Data Anonymisation in Clinical Trials

Data Anonymization in Clinical Trials

In recent years, the healthcare industry has increasingly relied on data-driven insights to improve patient outcomes, enhance treatment efficacy, and advance medical research. Clinical trials, in particular, play a pivotal role in this process by providing evidence that shapes the development of new therapies and medical practices. However, as the volume of sensitive patient data used in these trials grows, so does the risk of compromising privacy and confidentiality. This makes data anonymisation a critical practice in clinical research. By removing or encrypting personally identifiable information, data anonymisation safeguards participants' privacy while allowing researchers to utilise data for meaningful analysis. This allows valuable research to be completed whilst maintaining ethical standards, ensuring regulatory compliance, and promoting public trust in medical research.

What is Data Anonymisation?

"Data anonymisation" is the process of irreversibly removing personally identifiable information from one or more clinical datasets such that a patient cannot be linked to their data, even with the use of external data sources; this must include the data controller themselves. This process is also known as "de-identification" in some contexts.

Anonymisation is legally required to be performed before sharing data with third parties, due to data protection legislation such as the EU General Data Protection Regulation (GDPR) or the US Health Insurance Portability and Accountability Act (HIPAA). While the goal remains the same, the specific methods used can vary depending on the dataset and regulatory requirements. Ensuring the right balance between privacy and data utility is key, and different approaches to achieving this can be explored in data and document anonymisation. Anonymised data is exempt from such regulations due to no longer being associated with an individual.

It is accepted that it may not be possible to perform completely indefatigable anonymisation, for example Article 29 of EU directive 95/46/EC acknowledges this caveat by stating that the data must be protected against 'all the means "likely reasonably" to be used for reidentification'.

How Does Pseudoanonymisation Contribute to Data Privacy?

If the data controller has some way to reverse the process, for example possessing a dataset which relates subject IDs to patient names, then the data is instead "pseudonymised". This is not a true form of anonymisation because the identifying data is stored rather than destroyed, but pseudonymised data may be treated as if it were anonymised provided that the identifying dataset is retained securely by the data controller. This still provides data privacy because the direct identifiers are separated prior to the release of data for analysis. There are certain advantages to pseudonymising data rather than conducting a fully irreversible anonymisation, especially in clinical trials.

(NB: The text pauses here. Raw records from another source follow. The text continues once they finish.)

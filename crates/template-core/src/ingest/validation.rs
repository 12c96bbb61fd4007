use std::sync::Arc;

use tracing::{error, info, Span};

use crate::error::{Result, TemplateError};
use crate::files::LetterFileRepository;
use crate::letters::{validate_letter_template_files, TemplatePdf, TestDataCsv};
use crate::repository::TemplateRepository;
use crate::storage::types::{FileType, TemplateKey, TemplateStatus, VirusScanStatus};

/// Why the pipeline did not validate a template.
#[derive(Debug, Clone, Copy, PartialEq, Eq)]
pub enum SkipReason {
    NotLetter,
    StaleVersion,
    NotPendingValidation,
    ScanFailed,
    ScanPending,
}

/// Result of one pipeline run.
#[derive(Debug, Clone, PartialEq, Eq)]
pub enum ValidationOutcome {
    Skipped(SkipReason),
    /// The result was written with the given validity.
    Recorded { valid: bool },
    /// The result write was rejected because the template moved on.
    Rejected,
}

/// Parses uploaded letter files and records whether they are usable.
pub struct ValidationPipeline {
    repository: Arc<TemplateRepository>,
    files: Arc<dyn LetterFileRepository>,
    span: Span,
}

impl ValidationPipeline {
    pub fn new(
        repository: Arc<TemplateRepository>,
        files: Arc<dyn LetterFileRepository>,
        span: Span,
    ) -> Self {
        Self {
            repository,
            files,
            span,
        }
    }

    /// Validate the files uploaded at `version_id`.
    ///
    /// # Errors
    ///
    /// Returns an error if the template cannot be loaded or a scanned file is
    /// missing from storage; both are worth retrying. Parse failures are not
    /// errors: they are recorded as an invalid result.
    pub fn validate(&self, key: &TemplateKey, version_id: &str) -> Result<ValidationOutcome> {
        let template = self
            .repository
            .get(&key.template_id, &key.client_id)
            .map_err(|e| {
                error!(parent: &self.span, template_key = %key, error = %e, "Unable to load template data");
                e
            })?;

        let Some(letter) = template.letter() else {
            error!(parent: &self.span, template_key = %key, "Can't process non-letter template");
            return Ok(ValidationOutcome::Skipped(SkipReason::NotLetter));
        };

        let files: Vec<_> = letter.files.uploads().collect();

        if files.iter().any(|(_, file)| file.current_version != version_id) {
            info!(parent: &self.span, template_key = %key, version_id, "Event is for non-current file version - skipping");
            return Ok(ValidationOutcome::Skipped(SkipReason::StaleVersion));
        }

        if template.template_status != TemplateStatus::PendingValidation {
            info!(
                parent: &self.span,
                template_key = %key,
                status = %template.template_status,
                "Template is not pending validation - skipping"
            );
            return Ok(ValidationOutcome::Skipped(SkipReason::NotPendingValidation));
        }

        if files
            .iter()
            .any(|(_, file)| file.virus_scan_status == VirusScanStatus::Failed)
        {
            info!(parent: &self.span, template_key = %key, "Template file has failed virus scan - skipping");
            return Ok(ValidationOutcome::Skipped(SkipReason::ScanFailed));
        }

        if files
            .iter()
            .any(|(_, file)| file.virus_scan_status == VirusScanStatus::Pending)
        {
            info!(parent: &self.span, template_key = %key, "Not all files have been scanned");
            return Ok(ValidationOutcome::Skipped(SkipReason::ScanPending));
        }

        let pdf_bytes = self.download(key, FileType::PdfTemplate, version_id)?;
        let csv_bytes = match letter.files.test_data_csv {
            Some(_) => Some(self.download(key, FileType::TestData, version_id)?),
            None => None,
        };

        let proofing_enabled = letter.proofing_enabled;
        let right_to_left = letter.language.is_right_to_left();

        let parsed = TemplatePdf::parse(&pdf_bytes).and_then(|pdf| {
            let csv = csv_bytes.as_deref().map(TestDataCsv::parse).transpose()?;
            Ok((pdf, csv))
        });

        let (valid, parameters, headers) = match parsed {
            Ok((pdf, csv)) => {
                let invalid_renderable = &pdf.markers().invalid_renderable;
                if !invalid_renderable.is_empty() {
                    info!(
                        parent: &self.span,
                        template_key = %key,
                        markers = ?invalid_renderable,
                        "Ignoring markers that cannot be personalised"
                    );
                }
                let valid = right_to_left || validate_letter_template_files(&pdf, csv.as_ref());
                let headers = csv
                    .map(|csv| csv.parameters().to_vec())
                    .unwrap_or_default();
                (valid, pdf.personalisation_parameters().to_vec(), headers)
            }
            Err(e) => {
                error!(parent: &self.span, template_key = %key, error = %e, "File parsing error");
                (false, Vec::new(), Vec::new())
            }
        };

        let recorded = self.repository.set_letter_validation_result(
            key,
            version_id,
            valid,
            parameters,
            headers,
            proofing_enabled,
        )?;

        Ok(match recorded {
            Some(_) => {
                info!(parent: &self.span, template_key = %key, valid, "Recorded letter validation result");
                ValidationOutcome::Recorded { valid }
            }
            None => ValidationOutcome::Rejected,
        })
    }

    fn download(&self, key: &TemplateKey, file_type: FileType, version_id: &str) -> Result<Vec<u8>> {
        self.files
            .download(key, file_type, version_id)?
            .ok_or_else(|| {
                error!(parent: &self.span, template_key = %key, %file_type, "Not all files are available to download");
                TemplateError::internal("Not all files are available to download")
            })
    }
}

One such advantage is the ability to gather additional data and integrate it with existing anonymised datasets, thereby enabling more comprehensive analyses. This capability is essential for ongoing research, as it allows new data to be merged with historical information, providing a richer, more detailed picture of patient outcomes and treatment efficacy over time. This requires maintaining a secure link between the subject ID and the corresponding patient details, even when the direct identifiers are removed from the data. Pseudonymisation means that researchers can confidently combine data from multiple sources without compromising privacy, facilitating longitudinal studies, follow-up analyses, and the identification of trends that may not be apparent in isolated datasets.

A second advantage that is particularly unique to clinical trials is the ability to identify specific participants should a safety concern arise after the completion of their involvement in the trial. This capability is critical in situations where adverse effects or unforeseen complications related to the treatment may only become apparent once the patient has finished their participation. In such cases, pseudonymised data allows for the retrieval of relevant participant information, enabling the researchers or clinicians to swiftly reach out to the individual in question. This prompt identification ensures that any necessary preventative or corrective action, such as additional medical monitoring, treatment adjustments, or further follow-up, can be taken without delay.

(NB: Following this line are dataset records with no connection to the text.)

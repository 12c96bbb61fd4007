use std::path::{Path, PathBuf};

use chrono::Utc;
use serde::{Deserialize, Serialize};
use tracing::{info, Span};
use uuid::Uuid;

use crate::error::{Result, TemplateError};
use crate::fs::write_atomic;
use crate::storage::types::{Language, LetterType, User};

/// Correlation string a supplier uses to return proofs for a template:
/// `clientId_campaignId_templateId_language_letterType`.
pub fn supplier_reference(
    client_id: &str,
    campaign_id: &str,
    template_id: &Uuid,
    language: Language,
    letter_type: LetterType,
) -> String {
    [
        client_id,
        campaign_id,
        template_id.to_string().as_str(),
        language.code(),
        letter_type.as_str(),
    ]
    .join("_")
}

/// Template id embedded in a supplier reference (its third segment). Only a
/// well-formed UUID is returned, so the id is safe to use as a path component.
pub fn template_id_from_reference(reference: &str) -> Option<&str> {
    reference
        .split('_')
        .nth(2)
        .filter(|segment| Uuid::parse_str(segment).is_ok())
}

/// A request for a supplier to produce proofs of a letter.
#[derive(Debug, Clone, PartialEq, Eq, Serialize, Deserialize)]
#[serde(rename_all = "camelCase")]
pub struct ProofingRequest {
    pub campaign_id: String,
    pub language: Language,
    pub letter_type: LetterType,
    pub pdf_version_id: String,
    pub personalisation_parameters: Vec<String>,
    pub supplier: String,
    pub template_id: Uuid,
    pub template_name: String,
    #[serde(default, skip_serializing_if = "Option::is_none")]
    pub test_data_version_id: Option<String>,
    pub user: User,
}

/// Outbox of proofing requests, one JSON file per request.
pub struct ProofRequestQueue {
    dir: PathBuf,
    span: Span,
}

impl ProofRequestQueue {
    pub fn new(dir: impl Into<PathBuf>, span: Span) -> Self {
        Self {
            dir: dir.into(),
            span,
        }
    }

    pub fn dir(&self) -> &Path {
        &self.dir
    }

    /// Write a request to the outbox, returning its path.
    pub fn enqueue(&self, request: &ProofingRequest) -> Result<PathBuf> {
        let body = serde_json::to_vec_pretty(request)
            .map_err(|e| TemplateError::internal_with("Failed to serialise proofing request", e))?;
        let file_name = format!(
            "{}-{}-{}.json",
            Utc::now().format("%Y%m%dT%H%M%S%.6fZ"),
            request.template_id,
            request.supplier
        );
        let path = self.dir.join(file_name);
        write_atomic(&path, &body)
            .map_err(|e| TemplateError::internal_with("Failed to enqueue proofing request", e))?;

        info!(
            parent: &self.span,
            template_id = %request.template_id,
            supplier = %request.supplier,
            path = %path.display(),
            "Queued proofing request"
        );
        Ok(path)
    }

    /// Queued requests, oldest first.
    pub fn pending(&self) -> Result<Vec<ProofingRequest>> {
        let entries = match std::fs::read_dir(&self.dir) {
            Ok(entries) => entries,
            Err(err) if err.kind() == std::io::ErrorKind::NotFound => return Ok(Vec::new()),
            Err(err) => return Err(err.into()),
        };

        let mut paths: Vec<PathBuf> = entries
            .filter_map(|entry| entry.ok().map(|entry| entry.path()))
            .filter(|path| path.extension().is_some_and(|ext| ext == "json"))
            .collect();
        paths.sort();

        let mut requests = Vec::with_capacity(paths.len());
        for path in paths {
            let body = std::fs::read(&path)?;
            let request = serde_json::from_slice(&body).map_err(|e| {
                TemplateError::Storage(format!("Invalid proofing request {}: {}", path.display(), e))
            })?;
            requests.push(request);
        }
        Ok(requests)
    }
}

A double-blinded study is not an example of pseudonymisation because the details being obfuscated relate to the treatment under test rather than an individual patient, but it is a similar concept because the blind may be broken using an additional dataset for analysis or if medically necessary.

What is Deanonymisation?

"Deanonymisation" or "reidentification" describes the process of breaking the anonymisation and linking the data back to the individual data subject. Sometimes this is done legitimately by data controllers, especially for pseudonymised data, but it is also attempted by malicious actors.

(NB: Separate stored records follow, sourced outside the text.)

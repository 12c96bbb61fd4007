//! Template repository: every mutation the system performs on a template.
//!
//! User-facing operations (`update`, `submit`, `delete`, `proof_request_update`)
//! are lock-guarded and translate a rejected write into a business error via
//! [`explain_rejection`]. Event-driven operations (scan results, validation
//! results, proofs) are best-effort: a rejected write means another actor
//! already moved the template on, so it is logged and swallowed.

use std::sync::Arc;

use chrono::{Duration, Utc};
use tracing::{error, info, Span};
use uuid::Uuid;

use crate::concurrency::{explain_rejection, Operation};
use crate::error::{Result, TemplateError};
use crate::lifecycle::{Actor, Transition};
use crate::storage::condition::Condition;
use crate::storage::traits::{TemplateStore, WriteOutcome};
use crate::storage::types::{
    client_id_from_owner, owner_key, FileType, NewTemplate, ProofFile, Template, TemplateContent,
    TemplateFilter, TemplateKey, TemplateStatus, TemplateType, User, VirusScanStatus,
};
use crate::storage::update::{Mutation, UpdateBuilder, UpdateCommand};

/// Default retention of `DELETED` templates before purge.
pub const DEFAULT_DELETED_TTL_DAYS: i64 = 90;

/// Result of ingesting one proof scan result.
#[derive(Debug, Clone, PartialEq)]
pub enum ProofOutcome {
    /// The proof was already recorded or the template is terminal.
    Rejected,
    /// The proof was recorded; status was left alone.
    Appended(Template),
    /// The proof was recorded and the template moved to `PROOF_AVAILABLE`.
    Escalated(Template),
}

/// Lock-aware access to templates.
pub struct TemplateRepository {
    store: Arc<dyn TemplateStore>,
    deleted_ttl: Duration,
    span: Span,
}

Deanonymisation is surprisingly easy, because even a few pieces of seemingly innocuous data can create a unique fingerprint. A famous study by Latanya Sweeney in 1997 estimated that 87% of Americans are uniquely identified by their combination of zip code, date of birth, and sex alone.

Additionally, once one dataset has been deanonymised, that data can be used to aid further reidentification of data pertaining to those particular patients. Thus, care must be taken to ensure that all patient data is fully anonymised, especially because modern computing power allows relentless automated inference attacks to occur. These attacks mean that if some data recorded in a dataset is particularly unique then it cannot be reliably obfuscated and may need to be completely removed from the dataset during anonymisation.

Variable Roles

There are three roles that variables can have in a dataset with respect to anonymisation.

The first are "identifiers" or "key attributes" (KAs). These are highly identifying variables such as patient names or contact details which should never be included in analysis datasets.

The second are "quasi-identifiers" (QIDs). These are less identifying but could be used to identify the patient if the data is combined with other quasi-identifiers or external sources and could easily be known to acquaintances of the patient. They commonly appear in demographic datasets and include variables such as age, sex, or country, but can also include other values such as visit dates or height. These are the variables that will typically be anonymised to break the link between the patient and the trial data.

The third are "sensitive attributes" (SAs). These are the variables which contain the actual study endpoints and are far more difficult to anonymise due to the need to preserve correlations and statistical significance.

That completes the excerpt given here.